What was the original vision you had for the project, and how did you picture it being received?
My original vision for The 1619 Project was to force a reckoning with our country and the fact that slavery is one of the oldest institutions in America. Black Americans have contributed a great deal to this country and yet we've been treated as marginal to the American story. I really wanted to reframe the way that we thought about the United States, and these ideas of liberty and the practice of slavery, and to force the year 1619 into our national lexicon.
[Originally], I just hoped people would read it. I had no idea how it would go out into the world, but I knew it was a project. It was published around the 400th anniversary of the first Africans being sold into the Colony of Virginia. So I just hoped that with the platform of The [New York] Times, the readers would engage with it, would read it, and would be forced to really reckon with how poorly we've been taught to think about this history—and how that history is shaping our society.
Why did you decide to expand the project into docu-series?
We were extremely excited when Lionsgate approached us at The Times to do a development deal based on this project. We understand the strength of the medium. There's just many, many more Americans and people across the globe that you can reach when you produce television or you produce film. So when we signed the development deal with Lionsgate, for us the most obvious first iteration would be a documentary series based on the book. I think in our minds, in some ways, the podcast was a model for that.
Some critics have accused the project of erasing the indigenous population. How would you respond to that?
What I'll say is, we didn't have a particular essay on settler colonialism and the theft of indigenous lands in the original project. And I agree, I always knew that that was a hole in the project, which we addressed in the book expansion. There is an essay called “Dispossession,” because of course you can't have the expansion of slavery without first the theft of indigenous lands.
However, I think the idea that there is an erasure is not really a fair critique. This is a project on African slavery, and it's okay to tell the story of African slavery in the United States. I certainly wouldn't expect a story on the history of indigenous people to center African people. So we both addressed what I think was a valid criticism—that the project did not acknowledge or really deal with settler colonialism—but also really unabashedly said, This is a project about African slavery and that's who we center.
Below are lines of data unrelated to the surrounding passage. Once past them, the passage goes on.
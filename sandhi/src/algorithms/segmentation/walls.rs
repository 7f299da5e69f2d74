//! Planar wall segmentation.
//!
//! Partitions one frame's cloud into four lateral regions (x-low, x-high,
//! y-low, y-high), cleans each region with statistical outlier removal,
//! splits it into depth bands along z, and keeps only the RANSAC plane
//! inliers of every band. Everything off the walls is discarded.
//!
//! ```text
//!             y-high
//!        ┌──────────────┐
//!        │              │
//! x-low  │    sensor    │  x-high      each region × each z band
//!        │              │              → RANSAC plane → inliers
//!        └──────────────┘
//!             y-low
//! ```

use rand::SeedableRng;
use rand::rngs::StdRng;

use super::plane::{RansacPlaneConfig, RansacPlaneFitter};
use crate::core::types::{Axis, PointCloud3D};
use crate::sensors::preprocessing::{
    CloudFilter, StatisticalOutlierConfig, StatisticalOutlierFilter,
};

/// Lateral region bounds `{min_x, mid_x, max_x, min_y, mid_y, max_y}`.
#[derive(Debug, Clone, Copy, PartialEq)]
pub struct LateralBounds {
    pub min_x: f32,
    pub mid_x: f32,
    pub max_x: f32,
    pub min_y: f32,
    pub mid_y: f32,
    pub max_y: f32,
}

impl LateralBounds {
    /// Build from the six-value layout used in configuration files.
    pub fn from_array(b: [f32; 6]) -> Self {
        Self {
            min_x: b[0],
            mid_x: b[1],
            max_x: b[2],
            min_y: b[3],
            mid_y: b[4],
            max_y: b[5],
        }
    }

    /// The four regions as `(region, axis, min, max)`, inclusive bounds.
    pub fn regions(&self) -> [(WallRegion, Axis, f32, f32); 4] {
        [
            (WallRegion::XLow, Axis::X, self.min_x, self.mid_x),
            (WallRegion::XHigh, Axis::X, self.mid_x, self.max_x),
            (WallRegion::YLow, Axis::Y, self.min_y, self.mid_y),
            (WallRegion::YHigh, Axis::Y, self.mid_y, self.max_y),
        ]
    }
}

impl Default for LateralBounds {
    fn default() -> Self {
        Self::from_array([-5.0, 0.0, 5.0, -5.0, 0.0, 5.0])
    }
}

/// One of the four lateral regions.
#[derive(Debug, Clone, Copy, PartialEq, Eq)]
pub enum WallRegion {
    XLow,
    XHigh,
    YLow,
    YHigh,
}

impl std::fmt::Display for WallRegion {
    fn fmt(&self, f: &mut std::fmt::Formatter<'_>) -> std::fmt::Result {
        let name = match self {
            WallRegion::XLow => "x-low",
            WallRegion::XHigh => "x-high",
            WallRegion::YLow => "y-low",
            WallRegion::YHigh => "y-high",
        };
        f.write_str(name)
    }
}

/// Configuration for wall segmentation.
#[derive(Debug, Clone)]
pub struct WallSegmenterConfig {
    /// Lateral region bounds.
    pub bounds: LateralBounds,

    /// Regions and bands with fewer points are skipped.
    /// Default: 5
    pub min_points: usize,

    /// Per-region outlier removal.
    /// Default: k = 50, std_mul = 1.0
    pub outlier: StatisticalOutlierConfig,

    /// Upper z limit of the first band.
    /// Default: 0.0
    pub band_top: f32,

    /// Band thickness along z.
    /// Default: 1.0
    pub band_width: f32,

    /// Number of bands below `band_top`.
    /// Default: 5
    pub band_count: usize,

    /// Per-band plane fit (distance threshold default 0.1).
    pub ransac: RansacPlaneConfig,

    /// RNG seed for plane sampling.
    pub seed: u64,
}

impl Default for WallSegmenterConfig {
    fn default() -> Self {
        Self {
            bounds: LateralBounds::default(),
            min_points: 5,
            outlier: StatisticalOutlierConfig {
                neighbors: 50,
                std_mul: 1.0,
            },
            band_top: 0.0,
            band_width: 1.0,
            band_count: 5,
            ransac: RansacPlaneConfig::default(),
            seed: 0x5A4D_4849,
        }
    }
}

/// Counters from one segmentation pass.
#[derive(Debug, Clone, Copy, Default, PartialEq, Eq)]
pub struct SegmentationStats {
    pub input_points: usize,
    pub output_points: usize,
    /// Regions that reached band splitting
    pub regions_processed: usize,
    /// Regions below `min_points`
    pub regions_skipped: usize,
    /// Bands with an accepted plane
    pub bands_fitted: usize,
    /// Bands below `min_points`
    pub bands_skipped: usize,
    /// Bands where the plane fit was degenerate
    pub bands_failed: usize,
}

/// Wall segmenter.
///
/// Degenerate regions and bands are skipped (debug log + counter), never
/// reported as errors. Region bounds overlap at the mid values and band
/// bounds overlap at band edges, so a point on a shared boundary can be
/// emitted twice.
#[derive(Debug, Clone, Default)]
pub struct WallSegmenter {
    config: WallSegmenterConfig,
}

impl WallSegmenter {
    pub fn new(config: WallSegmenterConfig) -> Self {
        Self { config }
    }

    pub fn config(&self) -> &WallSegmenterConfig {
        &self.config
    }

    /// z range of band `j`: `[top - (j+1)·w, top - j·w]`.
    #[inline]
    pub fn band_limits(&self, j: usize) -> (f32, f32) {
        let w = self.config.band_width;
        let top = self.config.band_top;
        (top - (j + 1) as f32 * w, top - j as f32 * w)
    }

    /// Segment a cloud, returning the concatenated wall inliers.
    pub fn segment(&self, cloud: &PointCloud3D) -> PointCloud3D {
        self.segment_with_stats(cloud).0
    }

    /// Segment a cloud and report per-pass counters.
    pub fn segment_with_stats(&self, cloud: &PointCloud3D) -> (PointCloud3D, SegmentationStats) {
        let mut rng = StdRng::seed_from_u64(self.config.seed);
        let outlier = StatisticalOutlierFilter::new(self.config.outlier);
        let fitter = RansacPlaneFitter::new(self.config.ransac.clone());

        let mut stats = SegmentationStats {
            input_points: cloud.len(),
            ..Default::default()
        };
        let mut result = PointCloud3D::new();

        for (region, axis, min, max) in self.config.bounds.regions() {
            let sub = cloud.filtered_by_axis(axis, min, max);
            if sub.len() < self.config.min_points {
                log::debug!(
                    "Region {} skipped: {} points < {}",
                    region,
                    sub.len(),
                    self.config.min_points
                );
                stats.regions_skipped += 1;
                continue;
            }
            stats.regions_processed += 1;

            let sub = outlier.apply(&sub);

            for j in 0..self.config.band_count {
                let (lo, hi) = self.band_limits(j);
                let band = sub.filtered_by_axis(Axis::Z, lo, hi);
                if band.len() < self.config.min_points {
                    stats.bands_skipped += 1;
                    continue;
                }

                match fitter.fit(&band, &mut rng) {
                    Ok(fit) => {
                        log::debug!(
                            "Region {} band [{:.2}, {:.2}]: {}/{} inliers",
                            region,
                            lo,
                            hi,
                            fit.inliers.len(),
                            band.len()
                        );
                        stats.bands_fitted += 1;
                        result.extend_from(&band.select(&fit.inliers));
                    }
                    Err(e) => {
                        log::debug!("Region {} band [{:.2}, {:.2}] skipped: {}", region, lo, hi, e);
                        stats.bands_failed += 1;
                    }
                }
            }
        }

        stats.output_points = result.len();
        (result, stats)
    }
}

impl CloudFilter for WallSegmenter {
    fn filter(&self, cloud: &PointCloud3D) -> PointCloud3D {
        self.segment(cloud)
    }

    fn name(&self) -> &'static str {
        "WallSegmenter"
    }
}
Some historians over the years have come forward about the project, saying that it gets basic facts wrong. How do you continue to reengage with the project in that regard?
Right. I always put the critique from historians of the project into two buckets. There's legitimate critique, and then there's critique of people who just think we focus too much on slavery and centered Black people too much. For the legitimate critique, we responded. And if anyone looks at the original project versus the book expansion, you'll see that we answered that critique and that we revised in reference to that critique. There are 1000 endnotes in the book that back up our arguments. I think all ambitious works should face critique and should respond to it.
How do you gauge what is legitimate critique and what is not? Of course, the project has gained a lot of right-wing backlash, so how do you decipher which is which?
I mean, it's pretty easy. The field of historiography is a field of interpretation, and arguments are normative to the field. So all the time, historians are saying, “Well, I think that interpretation is too strong. I don't really agree with the emphasis here.” That's all legitimate.
It doesn't mean that we're ultimately going to agree with that critique. But when people have made critiques that it's not patriotic enough, or the project is too pessimistic, or why don't we talk about more good white people, I don't consider that to be a legitimate critique of a project that says it is about centering Black Americans and their contributions and the legacy of slavery. Those, to me, are not difficult to distinguish.
In regards to the backlash the project has received from the right wing, we see this sort of mass movement to remove critical race theories from schools, and your project has been at the center of that. How do you feel about that?
What we see is a very successful propaganda campaign to call anything that is talking about race or racism critical race theory, and to really try to ban the teaching of ideas that they don't think are legitimate.
Race is the oldest wedge issue in America. In order to win politically, they decided to try to stoke the racial divide. People who think they can make a stronger argument don't ban books and they don't ban ideas. They make a stronger argument. And so the fact that they're doing that, in some ways, is a badge of honor, frankly.
Lastly, what's your vision for the future for this project?
I don't know that I have a vision for the future. I just want to continue to produce work that matters and hope that Americans will continue to engage with the work. You're asking me this at a very nerve-wracking time for me because we've spent two years working on the documentary, and now it goes out in the world and I have no control over what happens to it at this point. I have a lot of nerves and I have a lot of anticipation, and I just hope people will engage with the project with an open mind—that they will be transformed as I've been transformed by learning. That's my hope.
The 1619 Project is available to stream on Hulu now.